How does the fruit of the Spirit grow? John 15:4-5 gives the primary answer: the branch bears fruit by remaining in the vine, not by its own effort to produce. The fruit grows through the abiding in Christ that the Spirit-filled life cultivates. Practically, the fruit grows through the spiritual disciplines that keep the person connected to the vine: the reading and hearing of the word, the prayer that sustains the relationship, the community that encourages the walk in the Spirit, and the experience of suffering that Galatians 5 and Romans 5 describe as the process through which patience, character, and hope are formed. The fruit is not the product of determined effort to be more loving or joyful. It is the natural expression of the life that remains connected to its source.

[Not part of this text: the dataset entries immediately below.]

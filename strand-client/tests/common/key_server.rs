//! The server half of auth key negotiation, holding a private test key.

use std::time::{SystemTime, UNIX_EPOCH};

use num_bigint::BigUint;
use strand_crypto::rsa::{Key, TrustedKeys};
use strand_crypto::{AuthKey, aes, dh, generate_key_data_from_nonce, sha1, sha256};
use strand_tl::{Deserializable, Serializable, enums, functions, types};

use super::ServerConn;

const TEST_N: &str = "23102039057924439442447123106608558475198675679113884951812013274344671174758065466485187260519700642496989641222333385086089063785360321628668276673160974278248647696872276551345288390618669289346279737617339553109347039203358067246176168785998224926409900776019883212040832174074708622496391903552886950658573870582708380310503264135017678002508102070486187440784385313626266529333130777241114210888063494651089836757476732545563672248464512845826448686845075053265943776704524180973053160555159251052923629578840629773604998585493151024077792043800324985552070846995440047961349217074971695343473292268900898812781";
const TEST_D: &str = "1638378735697236784135991684275022430580856281346030765448478503699309410588619588079691413842849311120215934318952680953496410988658679548089049523130547349073856595822912187485354474951001801709974780258822619582730266572735112535143290098049276232059225839197365567374619647014717893087255751240722437689160759117870980932510774362593449883609533989980065031459621377389164131326527613850314929647675363883534939334822715303593094649020519779626982215729612402035854729537996287232406825511013762667028062321865722974595526517070497477684221007302849476177809748857272029212963280530296769118444397826687822444775";
const TEST_FINGERPRINT: i64 = 2794682364011971714;
const PQ: u64 = 1470626929934143021;

/// Trust only the key this server holds.
pub fn trusted() -> TrustedKeys {
    TrustedKeys::empty().with(Key::new(TEST_N, "65537").unwrap())
}

/// How the last step is answered.
#[derive(Clone, Copy, Debug, PartialEq)]
pub enum Verdict {
    Ok,
    /// `dh_gen_retry`, which the client treats as failed verification.
    Retry,
}

fn now() -> i32 {
    SystemTime::now().duration_since(UNIX_EPOCH).unwrap().as_secs() as i32
}

/// Undo RSA_PAD with the private exponent.
fn rsa_pad_decrypt(encrypted: &[u8]) -> Vec<u8> {
    let n = BigUint::parse_bytes(TEST_N.as_bytes(), 10).unwrap();
    let d = BigUint::parse_bytes(TEST_D.as_bytes(), 10).unwrap();
    let m = BigUint::from_bytes_be(encrypted).modpow(&d, &n).to_bytes_be();
    let mut block = vec![0u8; 256 - m.len()];
    block.extend(m);

    let (temp_key_xor, aes_encrypted) = block.split_at(32);
    let hash = sha256!(aes_encrypted);
    let mut temp_key = [0u8; 32];
    for i in 0..32 {
        temp_key[i] = temp_key_xor[i] ^ hash[i];
    }

    let mut data_with_hash = aes_encrypted.to_vec();
    aes::ige_decrypt(&mut data_with_hash, &temp_key, &[0; 32]);
    let mut data = data_with_hash[..192].to_vec();
    data.reverse();
    data
}

/// Answer one full negotiation on `conn`. Returns the key both sides derived.
pub async fn serve(conn: &mut ServerConn, verdict: Verdict) -> AuthKey {
    let server_nonce = [0x77; 16];
    let a = BigUint::from_bytes_be(&[0x3c; 256]);
    let prime = dh::known_prime();

    let req = functions::ReqPqMulti::from_bytes(&conn.recv_plain().await).unwrap();
    let nonce = req.nonce;
    let res_pq = types::ResPq {
        nonce,
        server_nonce,
        pq: PQ.to_be_bytes().to_vec(),
        server_public_key_fingerprints: vec![TEST_FINGERPRINT],
    };
    conn.send_plain(&res_pq.to_bytes()).await;

    let req = functions::ReqDhParams::from_bytes(&conn.recv_plain().await).unwrap();
    let inner = types::PQInnerDataDc::from_bytes(&rsa_pad_decrypt(&req.encrypted_data)).unwrap();
    let new_nonce = inner.new_nonce;
    let (key, iv) = generate_key_data_from_nonce(&server_nonce, &new_nonce);

    let answer = types::ServerDhInnerData {
        nonce,
        server_nonce,
        g: 3,
        dh_prime: prime.to_bytes_be(),
        g_a: BigUint::from(3u32).modpow(&a, &prime).to_bytes_be(),
        server_time: now(),
    }
    .to_bytes();
    let mut encrypted_answer = sha1!(&answer).to_vec();
    encrypted_answer.extend(answer);
    encrypted_answer.resize(encrypted_answer.len().div_ceil(16) * 16, 0);
    aes::ige_encrypt(&mut encrypted_answer, &key, &iv);
    let params = enums::ServerDhParams::Ok(types::ServerDhParamsOk { nonce, server_nonce, encrypted_answer });
    conn.send_plain(&params.to_bytes()).await;

    let req = functions::SetClientDhParams::from_bytes(&conn.recv_plain().await).unwrap();
    let mut plain = req.encrypted_data.clone();
    aes::ige_decrypt(&mut plain, &key, &iv);
    let client = types::ClientDhInnerData::from_bytes(&plain[20..]).unwrap();
    let g_ab = BigUint::from_bytes_be(&client.g_b).modpow(&a, &prime).to_bytes_be();
    let mut bytes = [0u8; 256];
    bytes[256 - g_ab.len()..].copy_from_slice(&g_ab);
    let auth_key = AuthKey::from_bytes(bytes);

    let answer = match verdict {
        Verdict::Ok => enums::SetClientDhParamsAnswer::DhGenOk(types::DhGenOk {
            nonce,
            server_nonce,
            new_nonce_hash1: auth_key.calc_new_nonce_hash(&new_nonce, 1),
        }),
        Verdict::Retry => enums::SetClientDhParamsAnswer::DhGenRetry(types::DhGenRetry {
            nonce,
            server_nonce,
            new_nonce_hash2: auth_key.calc_new_nonce_hash(&new_nonce, 2),
        }),
    };
    conn.send_plain(&answer.to_bytes()).await;
    auth_key
}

Why does Paul contrast the fruit of the Spirit with the works of the flesh? The contrast in Galatians 5:16-26 between the works of the flesh and the fruit of the Spirit is the description of two different lives produced by two different sources. The works of the flesh are what the flesh produces when it is in charge: the list in verses 19-21 includes sexual immorality, idolatry, hatred, jealousy, and envy. The fruit of the Spirit is what the Spirit produces when the Spirit is in charge: the nine qualities of verses 22-23. The contrast is not between effort and ease but between two different masters and the different fruit their mastery produces. The person who walks by the Spirit is the person whose life is governed by the Spirit rather than the flesh, and the fruit follows accordingly.
Can you have some of the fruit of the Spirit but not others? The singular karpos, fruit, suggests that the nine qualities are the integrated expression of a single Spirit-filled life rather than nine separate attributes that can be present or absent independently. However, the practical observation of Christian experience suggests that different qualities of the fruit may be more or less developed in different seasons and different persons. The person who has been walking in the Spirit for years will typically express the fruit more fully and more consistently than the person who has just begun. The answer to the underdevelopment of any quality of the fruit is not the direct effort to produce that quality but the deepening of the abiding in Christ that produces all nine as its natural expression.